The next option is Conversion Variable Syntax, which is more simple. In this one, you do not need to pass an eVar in the product variable. You simply open the admin console and enable merchandising in the eVar which you want to enable with this function. At the time of processing the data, adobe analytics server will automatically bind the persisting value present in eVar with the value present in the product variable.

For example, you enable merchandising in the eVar that records search keyword. Someone searches for “android” and then views the product “redmi note”. Now all the conversions in this session for “redmi note” will be attributed to search keyword “android”. This is because the value “android” was persisting at the time the product variable had the value “redmi note”.
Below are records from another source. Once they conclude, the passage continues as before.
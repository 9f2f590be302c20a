//! Store 모듈 - 검색 트레이트의 구체 구현
//!
//! - sqlite: 문서/청크 그래프 + 프레젠테이션 메타데이터 + FTS5 키워드 인덱스
//! - lance: LanceDB 임베딩 벡터 인덱스 (ANN)
//!
//! 쓰기는 인제스천 경로(이 크레이트 범위 밖)만 수행하며,
//! 질의 경로는 전부 읽기 전용입니다.

mod lance;
mod sqlite;

// Re-exports
pub use lance::{EmbeddingEntry, LanceVectorIndex, EMBEDDING_DIMENSION};
pub use sqlite::{get_data_dir, GraphSqliteStore, GraphStats, NewChunk, NewDocument};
Next, if you search again for “bluetooth” and add “cross beats” to the cart. Any conversion with cross beat will be attributed to “bluetooth” if you buy “cross beats”. Lets say you remove “cross beats” from the cart and again search for “bluetooth”, but add “boat headphones”, then the conversion for “boat headphones” will go to “bluetooth”.

In both the cases above, the credit for “Redmi note” is still being given to “android” only. Clear right?

Try to imagine this solution, you will able to grasp it better.

So, when would you use the Product Syntax vs Conversion Variable Syntax?

If you can pass the values on same page for eVar and product, you can use either of them. For example, you can pass product brand as merchandising eVar in product syntax because you can get the brand value together with the other values of the product on the same page.

But, if value of your eVar is populated on one page whereas value of your product is populated on other, you need to use the Conversion Variable Syntax. For example, your search keyword will get populated on search results page, your marketing variable will get populated on landing page whereas your product variable will get populated on the product details page.

You may also want to use Conversion Variable Syntax when the same value needs to be associated with multiple products. For example, there can be an eVar to record the payment method. This variable will be passed on Thank You page where there are multiple products. You do not need to pass the eVar with each product. You can simply enable the Conversion Variable Syntax based merchandising and the most recent value of the eVar at the time the product variable was populated will be passed.

Now, coming back to our use case.

You use your newly unlocked superpower of merchandising eVar. Create an eVar to record the utm parameters when they are present, and  record referral when they are absent and record nothing when there is nothing.

You enable merchandising with Conversion Variable Syntax. You do that because marketing information is recorded on landing page and conversion takes at later stages.

Bada boom!

Now, just wait for the data to be populated.

After a few days your data is ready. But, now how do you get this data?

You need 3 dimensions. First one being your merchandising eVar and second one being the visitor ID. Your metrics will be orders and revenue.

But how do you get this report?

Can you use workspace? No. Adobe is still adamant on not providing 2 dimensions in the workspace in same report.

So, perhaps you can use Report Builder. But the report is difficult to share.

Did you try SuperMetrics for Google Sheets? It’s a good alternative. Create a report in Google sheets. Caress the data and link the data to Data Studio. Super!

You the alpha digital analyst with mojo, share the report with Hunter. Hunter loves it and happily approves the purchase of SuperMetrics for Google Sheets.

Amazing!

Now Hunter uses this report as input for some advanced analysis using machine learning.